You might ask yourself how this could be. It probably has to do with the fact that this subject hasn’t been made public before now, and therefore – although shoe manufacturers have been aware of the problem for many years – has been consistently ignored. And interestingly enough, no initiative has been made to make standardized shoe sizes in the EU mandatory… So it will probably be a while before children’s shoes really are the size they’re labelled…
All about plus12
How the plus12 works
Here you can find out how the plus12 works.
The measurement results of the plus12 are sometimes quite uncertain. Here are some parenting questions from the last few weeks. Please write to us and let us know your point of view about the plus12, we would be very pleased to hear your comments email@example.com
Why can't I get the tip of the plus12 all the way into the toe of the shoe?
While developing the plus12, we analysed data on hundreds of children’s feet. We observed that children’s big toes are usually at least 12 mm high. For this reason, we made the red measuring tip of the plus12 the same height, which makes it possible to recognize immediately if the toe of a shoe is too low. If the tip of the plus12 won’t fit all the way into the shoe, then the toe cap is too low and no good for children’s feet.
My son's shoes are a size 28. When I measure the inner length of his shoes with the plus12, it shows only size 26. Am I doing something wrong?
We looked in to this question in the course of the Research Study. We measured 631 outdoor shoes and 677 slippers. We came to the conclusion that only 3% of the outdoor shoes and 1% of the slippers measured had an inner length which corresponded correctly to the labelled size. For example: a shoe labelled size 28 is often only a size 26 inside, sometimes only a 25 or 24. The problem is that shoe stores usually only measure the length of the foot and ignore the inner length of the shoe. That could be one of the reasons why so many children wear shoes that are too short (it is estimated that in Austria, about 220,000 children between the ages of 3 and 6 wear shoes which are too short). With the plus12 this should be a thing of the past. When fitting children’ shoes the foot and the shoe should be measured.
I have also checked the fit of my own shoes. First I discovered that my feet need shoe-size 39. Then I measured my shoes and the plus12 just showed size 37. That can't be right, because the shoes are comfortable!

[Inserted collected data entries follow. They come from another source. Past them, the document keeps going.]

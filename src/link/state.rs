//! Per-session link bookkeeping: loss counting, quality history and RSSI

/// RSSI samples averaged before the smoothed value is updated
const RSSI_SAMPLES_PER_UPDATE: u8 = 9;

/// Mutable state of a running session
#[derive(Debug, Clone, Default, PartialEq, Eq)]
pub struct LinkRuntimeState {
    /// Consecutive missed packets
    pub lost_packets: u8,
    /// Packet outcome history, most recent in bit 0
    pub link_quality: u16,
    pub smoothed_rssi: u8,
    pub last_rssi: u8,
    pub rssi_sum: u16,
    pub rssi_count: u8,
    pub last_afc: u16,
    /// Expected-time baseline (µs); the last arrival, advanced on each miss
    pub last_packet_us: u32,
    /// Baseline at which RSSI was last sampled
    pub last_rssi_us: u32,
    /// Set once the first packet of the session arrives
    pub link_acquired: bool,
    pub hop_count: u8,
    pub will_hop: bool,
    pub packets_received: u32,
}

impl LinkRuntimeState {
    pub fn new(hop_count: u8) -> Self {
        Self {
            hop_count,
            ..Self::default()
        }
    }

    /// Book a successfully received packet
    pub fn record_packet(&mut self, at_us: u32) {
        self.last_packet_us = at_us;
        self.lost_packets = 0;
        self.link_quality = (self.link_quality << 1) | 1;
        self.link_acquired = true;
        self.packets_received = self.packets_received.wrapping_add(1);
    }

    /// Book a missed packet and move the baseline to the next expected arrival
    pub fn record_loss(&mut self, interval_us: u32) {
        self.link_quality <<= 1;
        self.lost_packets = self.lost_packets.saturating_add(1);
        self.last_packet_us = self.last_packet_us.wrapping_add(interval_us);
        self.will_hop = true;
    }

    /// Forget link quality after a full hop cycle without reception
    pub fn resync(&mut self, now_us: u32) {
        self.link_quality = 0;
        self.smoothed_rssi = 0;
        self.last_packet_us = now_us;
        self.will_hop = true;
    }

    /// Accumulate an RSSI sample
    ///
    /// # Returns
    ///
    /// * `Some(smoothed)` - A block of samples completed and the smoothed value changed
    pub fn add_rssi_sample(&mut self, rssi: u8) -> Option<u8> {
        self.last_rssi = rssi;
        self.rssi_sum += u16::from(rssi);
        self.rssi_count += 1;

        if self.rssi_count < RSSI_SAMPLES_PER_UPDATE {
            return None;
        }

        let average = self.rssi_sum / u16::from(self.rssi_count);
        self.smoothed_rssi = ((u16::from(self.smoothed_rssi) * 3 + average) / 4) as u8;
        self.rssi_sum = 0;
        self.rssi_count = 0;

        Some(self.smoothed_rssi)
    }

    /// Received packets among the last 15 outcomes
    pub fn quality_score(&self) -> u8 {
        (self.link_quality & 0x7FFF).count_ones() as u8
    }

    pub fn snapshot(&self, hop_index: usize) -> LinkStatus {
        LinkStatus {
            link_acquired: self.link_acquired,
            lost_packets: self.lost_packets,
            link_quality: self.link_quality,
            quality_score: self.quality_score(),
            smoothed_rssi: self.smoothed_rssi,
            last_rssi: self.last_rssi,
            last_afc: self.last_afc,
            hop_index,
            packets_received: self.packets_received,
        }
    }
}

/// Point-in-time view of link health
#[derive(Debug, Clone, Copy, PartialEq, Eq)]
pub struct LinkStatus {
    pub link_acquired: bool,
    pub lost_packets: u8,
    pub link_quality: u16,
    pub quality_score: u8,
    pub smoothed_rssi: u8,
    pub last_rssi: u8,
    pub last_afc: u16,
    pub hop_index: usize,
    pub packets_received: u32,
}

impl std::fmt::Display for LinkStatus {
    fn fmt(&self, f: &mut std::fmt::Formatter<'_>) -> std::fmt::Result {
        write!(
            f,
            "link={} quality={}/15 lost={} rssi={} afc={} hop={} rx={}",
            if self.link_acquired { "up" } else { "searching" },
            self.quality_score,
            self.lost_packets,
            self.smoothed_rssi,
            self.last_afc,
            self.hop_index,
            self.packets_received
        )
    }
}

This was the question which set the ball rolling! Let us start from the beginning: Three studies have shown that in movement, the foot changes considerably. Walking, running and jumping cause the body’s weight to be distributed in such a way, that the foot changes shape, getting longer and wider. With each step, the foot moves forward a few millimetres. These studies showed that feet need a buffer of up to 12 millimetres. This applies to small feet as well as big ones. Marathon runners even wear shoes which are as much as 20 mm longer than their feet! Although some questions still remain to be answered, it is indisputable that shoes have to be longer than feet. At our stand about children’s feet at the exhibitions we visit, we are often also asked to measure adult feet. We are usually very surprised to find adults wearing shoes which are too short. Often their shoes are just as long as their feet, therefore at least 12 mm too short. But how do you explain to an adult who thinks his shoes fit, that they are really much too short? Test subjects given longer shoes notice the big difference when they return to the old ones, and don’t find the old ones so comfortable anymore. We can apparently get used to anything, even shoes which are too short.